> **ASSIGNMENT**:
Wherever a line in the data holds the word "path", pull that line out.

##### DATA TO USE #####

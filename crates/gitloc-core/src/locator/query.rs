//! Insertion-ordered locator arguments and their query-string codec.

use serde::ser::{Serialize, SerializeMap, Serializer};
use url::form_urlencoded;

/// Arguments decoded from a locator query, in first-occurrence order.
///
/// Re-inserting an existing name replaces its value but keeps its position.
#[derive(Debug, Clone, Default, PartialEq, Eq)]
pub struct Arguments {
    entries: Vec<(String, String)>,
}

impl Arguments {
    pub fn new() -> Self {
        Self::default()
    }

    /// Decodes a form-urlencoded query (`a=1&b=two+words`).
    ///
    /// Names without `=` get an empty value; empty pairs are skipped.
    pub fn parse_query_string(query: &str) -> Self {
        form_urlencoded::parse(query.as_bytes())
            .map(|(name, value)| (name.into_owned(), value.into_owned()))
            .collect()
    }

    /// Encodes the arguments back into a query string, without the leading `?`.
    pub fn to_query_string(&self) -> String {
        form_urlencoded::Serializer::new(String::new())
            .extend_pairs(self.iter())
            .finish()
    }

    /// Sets `name` to `value`, returning the previous value if any.
    pub fn insert(&mut self, name: impl Into<String>, value: impl Into<String>) -> Option<String> {
        let name = name.into();
        let value = value.into();
        match self.entries.iter_mut().find(|(n, _)| *n == name) {
            Some((_, existing)) => Some(std::mem::replace(existing, value)),
            None => {
                self.entries.push((name, value));
                None
            }
        }
    }

    pub fn get(&self, name: &str) -> Option<&str> {
        self.entries
            .iter()
            .find(|(n, _)| n == name)
            .map(|(_, v)| v.as_str())
    }

    pub fn contains(&self, name: &str) -> bool {
        self.entries.iter().any(|(n, _)| n == name)
    }

    pub fn iter(&self) -> impl Iterator<Item = (&str, &str)> {
        self.entries.iter().map(|(n, v)| (n.as_str(), v.as_str()))
    }

    pub fn len(&self) -> usize {
        self.entries.len()
    }

    pub fn is_empty(&self) -> bool {
        self.entries.is_empty()
    }
}

impl<N: Into<String>, V: Into<String>> FromIterator<(N, V)> for Arguments {
    fn from_iter<I: IntoIterator<Item = (N, V)>>(iter: I) -> Self {
        let mut args = Arguments::new();
        for (name, value) in iter {
            args.insert(name, value);
        }
        args
    }
}

impl Serialize for Arguments {
    fn serialize<S: Serializer>(&self, serializer: S) -> Result<S::Ok, S::Error> {
        let mut map = serializer.serialize_map(Some(self.len()))?;
        for (name, value) in self.iter() {
            map.serialize_entry(name, value)?;
        }
        map.end()
    }
}

#[cfg(test)]
mod tests {
    use super::*;

    #[test]
    fn decodes_pairs_in_order() {
        let args = Arguments::parse_query_string("b=2&a=one%20two&c=x+y");
        let pairs: Vec<_> = args.iter().collect();
        assert_eq!(pairs, vec![("b", "2"), ("a", "one two"), ("c", "x y")]);
    }

    #[test]
    fn name_without_value_is_empty_string() {
        let args = Arguments::parse_query_string("flag&k=v");
        assert!(args.contains("flag"));
        assert_eq!(args.get("flag"), Some(""));
        assert_eq!(args.get("k"), Some("v"));
    }

    #[test]
    fn value_splits_on_first_equals() {
        let args = Arguments::parse_query_string("expr=a=b");
        assert_eq!(args.get("expr"), Some("a=b"));
    }

    #[test]
    fn duplicate_overwrites_in_place() {
        let args = Arguments::parse_query_string("a=1&b=2&a=3");
        let pairs: Vec<_> = args.iter().collect();
        assert_eq!(pairs, vec![("a", "3"), ("b", "2")]);
    }

    #[test]
    fn empty_query_is_empty() {
        let args = Arguments::parse_query_string("");
        assert!(args.is_empty());
        assert_eq!(args.to_query_string(), "");
    }

    #[test]
    fn encodes_reserved_characters() {
        let mut args = Arguments::new();
        args.insert("msg", "fix & test");
        args.insert("path", "a/b");
        assert_eq!(args.to_query_string(), "msg=fix+%26+test&path=a%2Fb");
        assert_eq!(
            Arguments::parse_query_string(&args.to_query_string()),
            args
        );
    }

    #[test]
    fn serializes_as_ordered_map() {
        let args = Arguments::parse_query_string("z=1&a=2");
        let json = serde_json::to_string(&args).unwrap();
        assert_eq!(json, r#"{"z":"1","a":"2"}"#);
    }
}
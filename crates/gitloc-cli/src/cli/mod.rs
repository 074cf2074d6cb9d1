//! CLI for the gitloc locator resolver.

mod commands;

use anyhow::Result;
use clap::{Parser, Subcommand};
use gitloc_core::config;

use commands::{run_config, run_parse, run_resolve};

/// Top-level CLI for gitloc.
#[derive(Debug, Parser)]
#[command(name = "gitloc")]
#[command(about = "gitloc: parse and resolve git:// resource locators", long_about = None)]
pub struct Cli {
    #[command(subcommand)]
    pub command: CliCommand,
}

#[derive(Debug, Subcommand)]
pub enum CliCommand {
    /// Split a locator into scheme, host, path, query and fragment.
    Parse {
        /// Locator string, e.g. git:///srv/repo/file.txt#main.
        locator: String,

        /// Scheme the locator is registered under (defaults to the configured one).
        #[arg(long)]
        scheme: Option<String>,
    },

    /// Resolve a locator against the repository that contains it.
    Resolve {
        /// Locator string, e.g. git:///srv/repo/file.txt#main?blame=1.
        locator: String,

        /// Scheme the locator is registered under (defaults to the configured one).
        #[arg(long)]
        scheme: Option<String>,

        /// Print the result as JSON.
        #[arg(long)]
        json: bool,
    },

    /// Show the config file location and effective settings.
    Config,
}

impl CliCommand {
    pub async fn run_from_args() -> Result<()> {
        let cli = Cli::parse();
        let cfg = config::load_or_init()?;
        tracing::debug!("loaded config: {:?}", cfg);

        match cli.command {
            CliCommand::Parse { locator, scheme } => {
                let scheme = scheme.unwrap_or_else(|| cfg.scheme.clone());
                run_parse(&locator, &scheme)?;
            }
            CliCommand::Resolve {
                locator,
                scheme,
                json,
            } => {
                let scheme = scheme.unwrap_or_else(|| cfg.scheme.clone());
                run_resolve(&cfg, locator, scheme, json).await?;
            }
            CliCommand::Config => run_config(&cfg)?,
        }

        Ok(())
    }
}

#####

> **RESPONSE BELOW**:
        args.insert("path", "a/b");
        assert_eq!(args.to_query_string(), "msg=fix+%26+test&path=a%2Fb");
    /// Split a locator into scheme, host, path, query and fragment.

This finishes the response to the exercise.